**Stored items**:
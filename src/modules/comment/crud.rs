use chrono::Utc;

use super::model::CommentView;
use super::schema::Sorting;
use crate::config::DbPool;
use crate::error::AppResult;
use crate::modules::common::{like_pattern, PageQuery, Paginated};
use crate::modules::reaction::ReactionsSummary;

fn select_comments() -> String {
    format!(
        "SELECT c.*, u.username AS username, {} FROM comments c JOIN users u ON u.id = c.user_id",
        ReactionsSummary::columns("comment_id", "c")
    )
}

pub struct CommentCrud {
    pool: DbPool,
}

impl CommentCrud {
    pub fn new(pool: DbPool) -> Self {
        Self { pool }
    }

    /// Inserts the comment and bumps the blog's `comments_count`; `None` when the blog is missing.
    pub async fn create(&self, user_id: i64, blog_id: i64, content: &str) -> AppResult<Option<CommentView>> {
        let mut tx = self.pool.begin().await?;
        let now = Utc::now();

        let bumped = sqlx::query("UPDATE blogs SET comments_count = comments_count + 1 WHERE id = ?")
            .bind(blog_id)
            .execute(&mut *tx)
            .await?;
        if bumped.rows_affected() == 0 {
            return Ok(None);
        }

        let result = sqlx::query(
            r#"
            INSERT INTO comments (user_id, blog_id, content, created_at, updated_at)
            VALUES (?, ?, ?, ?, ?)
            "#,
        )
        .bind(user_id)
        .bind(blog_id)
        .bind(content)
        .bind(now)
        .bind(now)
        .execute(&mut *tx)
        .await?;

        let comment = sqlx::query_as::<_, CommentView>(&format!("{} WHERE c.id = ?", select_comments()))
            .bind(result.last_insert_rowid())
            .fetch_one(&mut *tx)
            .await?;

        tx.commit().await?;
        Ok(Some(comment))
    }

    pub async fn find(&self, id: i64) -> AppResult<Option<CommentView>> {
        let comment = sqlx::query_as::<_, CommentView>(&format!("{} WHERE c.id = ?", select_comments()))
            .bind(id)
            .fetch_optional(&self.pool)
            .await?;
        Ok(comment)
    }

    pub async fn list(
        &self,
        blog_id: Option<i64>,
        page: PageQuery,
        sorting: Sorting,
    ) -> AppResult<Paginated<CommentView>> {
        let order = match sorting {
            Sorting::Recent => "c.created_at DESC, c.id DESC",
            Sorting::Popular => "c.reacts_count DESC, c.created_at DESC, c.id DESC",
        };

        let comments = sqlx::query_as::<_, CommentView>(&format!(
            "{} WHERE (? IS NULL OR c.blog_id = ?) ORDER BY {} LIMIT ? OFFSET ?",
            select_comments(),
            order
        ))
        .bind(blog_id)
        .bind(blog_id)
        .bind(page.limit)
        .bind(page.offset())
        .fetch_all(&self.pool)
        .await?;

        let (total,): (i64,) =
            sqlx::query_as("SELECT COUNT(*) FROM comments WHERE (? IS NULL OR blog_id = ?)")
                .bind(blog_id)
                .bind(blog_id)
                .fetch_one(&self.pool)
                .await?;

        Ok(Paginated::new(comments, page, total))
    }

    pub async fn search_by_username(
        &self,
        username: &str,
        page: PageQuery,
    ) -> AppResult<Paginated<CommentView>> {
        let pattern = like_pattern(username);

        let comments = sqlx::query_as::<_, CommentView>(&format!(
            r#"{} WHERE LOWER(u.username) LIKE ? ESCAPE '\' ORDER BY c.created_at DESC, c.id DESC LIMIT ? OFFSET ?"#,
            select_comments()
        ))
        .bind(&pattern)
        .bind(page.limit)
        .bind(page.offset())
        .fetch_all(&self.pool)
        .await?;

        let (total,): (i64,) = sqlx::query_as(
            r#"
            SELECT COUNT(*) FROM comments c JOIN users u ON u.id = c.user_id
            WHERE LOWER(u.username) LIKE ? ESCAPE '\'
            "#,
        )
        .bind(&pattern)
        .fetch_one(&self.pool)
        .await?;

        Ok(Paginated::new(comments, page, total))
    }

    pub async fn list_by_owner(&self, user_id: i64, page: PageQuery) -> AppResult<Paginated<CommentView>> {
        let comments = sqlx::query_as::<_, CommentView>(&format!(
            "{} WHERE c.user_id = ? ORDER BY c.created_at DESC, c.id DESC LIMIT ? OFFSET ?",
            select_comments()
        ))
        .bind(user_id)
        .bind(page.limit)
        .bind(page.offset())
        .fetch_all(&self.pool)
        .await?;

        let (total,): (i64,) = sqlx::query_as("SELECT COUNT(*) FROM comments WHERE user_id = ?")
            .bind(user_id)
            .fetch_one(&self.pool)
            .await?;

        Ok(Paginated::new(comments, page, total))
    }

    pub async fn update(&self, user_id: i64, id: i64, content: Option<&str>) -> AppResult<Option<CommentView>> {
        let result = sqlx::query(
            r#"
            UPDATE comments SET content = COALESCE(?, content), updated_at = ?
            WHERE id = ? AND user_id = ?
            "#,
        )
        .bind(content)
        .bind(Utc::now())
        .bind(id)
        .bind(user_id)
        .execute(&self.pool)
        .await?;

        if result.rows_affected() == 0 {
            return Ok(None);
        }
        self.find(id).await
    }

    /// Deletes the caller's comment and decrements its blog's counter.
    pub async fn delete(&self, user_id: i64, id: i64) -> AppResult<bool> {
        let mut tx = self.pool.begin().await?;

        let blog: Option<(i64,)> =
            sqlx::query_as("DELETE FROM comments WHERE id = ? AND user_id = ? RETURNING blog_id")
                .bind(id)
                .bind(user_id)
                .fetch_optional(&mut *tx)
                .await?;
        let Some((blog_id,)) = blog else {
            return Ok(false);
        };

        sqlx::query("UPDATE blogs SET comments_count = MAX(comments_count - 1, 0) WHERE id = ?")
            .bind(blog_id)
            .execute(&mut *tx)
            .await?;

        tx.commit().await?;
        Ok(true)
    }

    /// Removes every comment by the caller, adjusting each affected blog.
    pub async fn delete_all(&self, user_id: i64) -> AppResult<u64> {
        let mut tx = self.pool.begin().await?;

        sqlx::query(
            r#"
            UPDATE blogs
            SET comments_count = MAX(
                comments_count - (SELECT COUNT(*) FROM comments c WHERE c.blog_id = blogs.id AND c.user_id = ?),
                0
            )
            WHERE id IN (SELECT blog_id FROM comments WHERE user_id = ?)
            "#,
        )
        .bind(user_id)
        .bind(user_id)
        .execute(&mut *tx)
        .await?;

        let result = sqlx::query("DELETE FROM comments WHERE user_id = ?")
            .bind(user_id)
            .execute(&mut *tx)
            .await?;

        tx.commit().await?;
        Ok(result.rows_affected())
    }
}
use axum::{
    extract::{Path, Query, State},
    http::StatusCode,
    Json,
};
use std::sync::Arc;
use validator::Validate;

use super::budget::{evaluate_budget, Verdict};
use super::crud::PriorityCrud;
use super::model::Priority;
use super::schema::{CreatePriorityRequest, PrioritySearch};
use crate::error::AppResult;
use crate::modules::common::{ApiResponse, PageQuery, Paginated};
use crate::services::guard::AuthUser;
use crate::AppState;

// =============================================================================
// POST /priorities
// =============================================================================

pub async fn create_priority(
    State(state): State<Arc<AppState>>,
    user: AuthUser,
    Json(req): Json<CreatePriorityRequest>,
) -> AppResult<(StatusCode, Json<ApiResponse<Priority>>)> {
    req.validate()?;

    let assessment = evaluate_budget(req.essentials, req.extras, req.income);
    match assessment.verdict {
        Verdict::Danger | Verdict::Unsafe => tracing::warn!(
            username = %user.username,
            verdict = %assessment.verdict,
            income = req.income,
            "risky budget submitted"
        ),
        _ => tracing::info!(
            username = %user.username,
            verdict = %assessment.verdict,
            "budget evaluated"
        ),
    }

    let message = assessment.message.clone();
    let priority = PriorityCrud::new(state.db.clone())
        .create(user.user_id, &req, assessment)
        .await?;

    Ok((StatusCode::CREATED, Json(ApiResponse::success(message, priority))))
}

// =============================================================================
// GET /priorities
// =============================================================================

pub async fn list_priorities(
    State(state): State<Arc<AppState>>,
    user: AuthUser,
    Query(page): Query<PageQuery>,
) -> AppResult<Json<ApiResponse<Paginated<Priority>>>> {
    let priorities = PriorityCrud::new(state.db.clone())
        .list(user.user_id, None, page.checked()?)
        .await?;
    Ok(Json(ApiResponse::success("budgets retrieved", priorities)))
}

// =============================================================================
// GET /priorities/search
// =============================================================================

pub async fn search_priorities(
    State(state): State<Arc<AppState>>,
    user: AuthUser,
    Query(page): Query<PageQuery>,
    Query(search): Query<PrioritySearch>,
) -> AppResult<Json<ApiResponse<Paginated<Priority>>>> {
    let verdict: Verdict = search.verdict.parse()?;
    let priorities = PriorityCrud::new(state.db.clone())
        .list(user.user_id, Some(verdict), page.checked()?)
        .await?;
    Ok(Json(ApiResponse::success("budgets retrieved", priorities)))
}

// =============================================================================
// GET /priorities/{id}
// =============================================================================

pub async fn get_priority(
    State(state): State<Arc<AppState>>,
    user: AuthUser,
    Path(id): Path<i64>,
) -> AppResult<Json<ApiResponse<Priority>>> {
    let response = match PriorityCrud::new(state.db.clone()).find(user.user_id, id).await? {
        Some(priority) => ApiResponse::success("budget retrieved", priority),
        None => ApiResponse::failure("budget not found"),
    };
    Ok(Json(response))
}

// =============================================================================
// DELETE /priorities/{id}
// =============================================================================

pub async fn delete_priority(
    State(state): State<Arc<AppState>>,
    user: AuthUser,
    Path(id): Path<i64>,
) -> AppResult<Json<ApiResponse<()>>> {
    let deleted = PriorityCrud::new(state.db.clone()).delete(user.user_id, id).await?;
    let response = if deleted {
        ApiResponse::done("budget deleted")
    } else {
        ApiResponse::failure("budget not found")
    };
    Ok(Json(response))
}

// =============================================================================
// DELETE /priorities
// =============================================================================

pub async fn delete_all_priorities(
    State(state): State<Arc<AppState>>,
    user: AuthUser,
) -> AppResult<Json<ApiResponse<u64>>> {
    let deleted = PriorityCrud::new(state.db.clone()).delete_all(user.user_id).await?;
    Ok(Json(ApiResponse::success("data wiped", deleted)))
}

**What you need to do**: Go through the entries and return each line where the word "modules" occurs.

**Solved exercise**:
filename src/modules/comment/crud.rs
use crate::modules::common::{like_pattern, PageQuery, Paginated};
use crate::modules::reaction::ReactionsSummary;
use crate::modules::common::{ApiResponse, PageQuery, Paginated};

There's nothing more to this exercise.